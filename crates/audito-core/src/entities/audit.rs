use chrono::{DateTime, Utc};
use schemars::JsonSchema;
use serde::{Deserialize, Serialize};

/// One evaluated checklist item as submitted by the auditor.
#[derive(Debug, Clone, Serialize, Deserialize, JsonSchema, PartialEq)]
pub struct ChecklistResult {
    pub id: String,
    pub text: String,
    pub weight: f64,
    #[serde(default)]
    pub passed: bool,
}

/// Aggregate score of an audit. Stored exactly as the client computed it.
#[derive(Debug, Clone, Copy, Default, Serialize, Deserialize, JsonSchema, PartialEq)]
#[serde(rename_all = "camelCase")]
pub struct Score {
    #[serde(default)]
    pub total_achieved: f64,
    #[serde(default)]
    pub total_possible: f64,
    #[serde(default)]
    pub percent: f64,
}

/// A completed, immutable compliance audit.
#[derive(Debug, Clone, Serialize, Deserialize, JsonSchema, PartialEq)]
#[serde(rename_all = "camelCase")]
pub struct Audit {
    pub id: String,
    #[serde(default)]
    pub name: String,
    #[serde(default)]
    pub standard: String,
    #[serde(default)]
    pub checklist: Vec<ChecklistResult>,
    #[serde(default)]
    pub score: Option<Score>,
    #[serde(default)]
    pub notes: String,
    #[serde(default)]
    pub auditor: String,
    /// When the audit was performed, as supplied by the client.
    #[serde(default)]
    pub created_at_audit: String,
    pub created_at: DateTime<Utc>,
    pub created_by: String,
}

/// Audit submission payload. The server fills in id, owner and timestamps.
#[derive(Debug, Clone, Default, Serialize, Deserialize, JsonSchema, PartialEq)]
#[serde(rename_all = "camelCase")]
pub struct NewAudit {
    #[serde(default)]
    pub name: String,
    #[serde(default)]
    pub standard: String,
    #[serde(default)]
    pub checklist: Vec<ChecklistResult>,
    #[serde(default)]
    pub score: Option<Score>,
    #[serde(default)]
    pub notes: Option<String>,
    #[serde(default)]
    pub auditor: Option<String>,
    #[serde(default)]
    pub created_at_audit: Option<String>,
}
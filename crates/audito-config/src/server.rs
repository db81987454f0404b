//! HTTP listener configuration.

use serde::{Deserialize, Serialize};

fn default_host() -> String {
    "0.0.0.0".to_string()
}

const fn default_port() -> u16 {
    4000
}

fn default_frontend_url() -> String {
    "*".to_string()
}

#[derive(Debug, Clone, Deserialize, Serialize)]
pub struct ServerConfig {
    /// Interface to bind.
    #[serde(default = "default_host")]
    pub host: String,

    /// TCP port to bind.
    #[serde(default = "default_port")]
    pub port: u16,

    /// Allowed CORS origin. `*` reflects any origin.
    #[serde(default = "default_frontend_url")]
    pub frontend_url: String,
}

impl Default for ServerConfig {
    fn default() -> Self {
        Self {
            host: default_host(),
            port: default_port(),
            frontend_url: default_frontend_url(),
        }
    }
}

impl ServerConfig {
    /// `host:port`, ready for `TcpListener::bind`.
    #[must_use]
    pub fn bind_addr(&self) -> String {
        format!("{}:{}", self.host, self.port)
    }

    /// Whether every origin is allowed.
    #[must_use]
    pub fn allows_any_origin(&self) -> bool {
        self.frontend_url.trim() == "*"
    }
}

▶ [What you will do]:
Copy out each line of the entries above that holds "filename".

▶ [Task response]:
filename crates/audito-core/src/entities/audit.rs
filename crates/audito-config/src/server.rs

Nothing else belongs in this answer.